The new Handsome Ghost video, “Sunday Best,” is comprised of short interpretations of the song by visual artists Jake Gravbrot, Daniel Kwan, Jade Ehlers, Dadu Shin, Emily Nava, Nick Noyes, Will Holden-Marin, Jared Heveron, Yvan Nguyen, Cian Nguyen, Anna Lee, Noel Howard, Kenny Suleimanagich, Taylor Antisdel, Christian J Sweet, Raelena Kniff, Jess Dunlap.
—Josh Modell, Talkhouse Executive Editor
It was morning. You could tell by the sun creeping through the gaps in the blinds covering the windows of our studio. The vision for our upcoming record Some Still Morning was finally coming into focus after almost a year wasted.
A while back when we were working on our first record, the sun would heat up our studio and our laptop fan would get so loud it’d bleed into whatever we recorded. So we put blinds up. In doing so, it was as if we erased the passage of time. It felt like we were increasingly isolating ourselves from our own lives, just focusing on music as a profession… as a career.

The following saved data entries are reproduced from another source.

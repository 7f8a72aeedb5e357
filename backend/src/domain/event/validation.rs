//! Cross-field rules for event submissions.

use serde::{Deserialize, Serialize};
use serde_json::{Value, json};

use super::EventSubmission;
use crate::domain::Error;

/// Object name reported on every field error about an event submission.
pub const SUBMISSION_OBJECT_NAME: &str = "eventSubmission";

const DATE_TIME_FORMAT: &str = "%Y-%m-%dT%H:%M:%S";

/// A validation failure tied to one field.
#[derive(Debug, Clone, PartialEq, Serialize, Deserialize)]
#[serde(rename_all = "camelCase")]
pub struct FieldError {
    /// Name of the validated object.
    pub object_name: String,
    /// Offending field, in wire (camelCase) form.
    pub field: String,
    /// Machine-readable rule identifier.
    pub code: String,
    /// Value that broke the rule, `null` when absent.
    pub rejected_value: Value,
    /// Human-readable explanation.
    pub default_message: String,
}

impl FieldError {
    /// Build a field error on an event submission.
    pub fn new(
        field: impl Into<String>,
        code: impl Into<String>,
        rejected_value: Value,
        default_message: impl Into<String>,
    ) -> Self {
        Self {
            object_name: SUBMISSION_OBJECT_NAME.to_owned(),
            field: field.into(),
            code: code.into(),
            rejected_value,
            default_message: default_message.into(),
        }
    }
}

/// Check price and schedule ordering.
///
/// Returns every violation in a stable order: `basePrice`, `maxPrice`,
/// then `endEventDateTime`. An empty list means the submission is valid.
///
/// # Examples
/// ```
/// use chrono::NaiveDate;
/// use event_api::domain::{EventSubmission, validate_submission};
///
/// let at = |day| {
///     NaiveDate::from_ymd_opt(2024, 11, day)
///         .and_then(|d| d.and_hms_opt(9, 0, 0))
///         .expect("valid timestamp")
/// };
/// let submission = EventSubmission {
///     name: "Spring".to_owned(),
///     description: "REST".to_owned(),
///     begin_enrollment_date_time: at(1),
///     close_enrollment_date_time: at(2),
///     begin_event_date_time: at(3),
///     end_event_date_time: at(4),
///     location: None,
///     base_price: 10_000,
///     max_price: 200,
///     limit_of_enrollment: 10,
/// };
/// let codes: Vec<_> = validate_submission(&submission)
///     .into_iter()
///     .map(|error| error.code)
///     .collect();
/// assert_eq!(codes, ["invalid.basePrice", "invalid.maxPrice"]);
/// ```
#[must_use]
pub fn validate_submission(submission: &EventSubmission) -> Vec<FieldError> {
    let mut errors = Vec::new();

    if submission.max_price != 0 && submission.base_price > submission.max_price {
        let rejected = Value::from(submission.base_price);
        errors.push(FieldError::new(
            "basePrice",
            "invalid.basePrice",
            rejected.clone(),
            "base price is wrong",
        ));
        errors.push(FieldError::new(
            "maxPrice",
            "invalid.maxPrice",
            rejected,
            "max price is wrong",
        ));
    }

    let end = submission.end_event_date_time;
    if end < submission.begin_event_date_time
        || end < submission.close_enrollment_date_time
        || end < submission.begin_enrollment_date_time
    {
        errors.push(FieldError::new(
            "endEventDateTime",
            "invalid.endEventDateTime",
            Value::String(end.format(DATE_TIME_FORMAT).to_string()),
            "endEventDateTime is wrong",
        ));
    }

    errors
}

/// Wrap field errors in an `invalid_request` error.
///
/// The errors are listed, in order, under `details.errors`.
#[must_use]
pub fn validation_error(errors: Vec<FieldError>) -> Error {
    Error::invalid_request("event submission is invalid").with_details(json!({ "errors": errors }))
}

We started working on the songs that would become Some Still Morning in the summer of 2018. We recorded and re-recorded four songs in five different ways each and without any progress, it felt strangely like we’d come to the end of something. We had no vision besides a million different opinions from a thousand people all trying to help us “get somewhere” with our career, whatever that meant. We spent hours and hours in the studio and it seemed ambiguous. It came to a point where it seemed natural to call it quits, and that was starting to feel alright.
I think one of the things that made Tim and my working relationship so productive initially was that we made songs that were focused on the lyrics without ever explicitly talking about them. He would write the lyrics and melodies and then we’d work on the production, meshing our interpretations of the song. Production can have such a powerful impact on the story a song tells by creating a world for the lyrics to live in… Sometimes that context you create accentuates the song’s meaning, sometimes it shifts it. Either way, the focus on the lyrics was always paramount for us, even in projects before Handsome Ghost.
The early versions of the songs that would become Some Still Morning were a struggle. We had so many conversations about what we were trying to do that we forgot how simple it really was. We got away from our focus on the lyrics and got into forcing the songs to be something they weren’t. We were burnt out and getting nowhere.
We took time off and got comfortable with the idea moving on from Handsome Ghost and honestly, the thought of quitting was revitalizing. If we were going to quit anyway, what does it matter what the future looks like for the project? Who cares whether or not what we made was consistent with the “Handsome Ghost sound”? We started working on a song for ourselves that reflected our lives, and it felt right. That was April of 2019. We worked all night, and as the sun crept in warmly around the blinds, the song stood mostly naked. It was peaceful and honest and real.
That feeling is what guided Some Still Morning. It’s an album made from a place of peace. Songs from the morning trying to capture that moment of quiet. Merging our interpretations of the songs with all the emotions — sadness, anxiety, happiness, contentment — that we have in our lives… To me, that makes this album special. Each song is honest and true to both of us in different ways.
The final song we finished is also the last track on the album, “Sunday Best.” To me, it’s one of the saddest songs we’ve worked on together. It’s a song that we came to with very similar experiences, attending a funeral with somebody we love who is mourning somebody else we were not close to. It’s a song filled with complicated emotions.
The video for “Sunday Best” is an exploration of how different people hear and experience music. Handsome Ghost, to me, has always been such an interesting project because of how important our differing perspectives on the songs contribute to the project. I wanted to explore that concept more in a visual medium.
For the video, we worked with seventeen diverse visual artists with purposely dissimilar sensibilities. We divided “Sunday Best” into six- or twelve-second clips, and sent a different one to each artist along with the full song. We wanted to let the artists take ownership of their clip and allow them, with very little direction, to interpret their clip within the context of their own lives.
Some of the artists created pieces for their clips with the context of the song, some focused on their clip in isolation, and some saw their piece as an opportunity to express something felt within their own lives. The resulting interpretations range in content from a visualization of a specific word in the lyrics to a commentary on the changing world of intimacy in the midst of the pandemic.
The resulting video feels like the disjointed catalog of memories and emotions one experiences at a funeral. The visuals, like those emotions, are peaceful, chaotic, funny, bleak, and complicated. The pieces created by the artists are dramatically varied, and there’s a sort of beauty to that.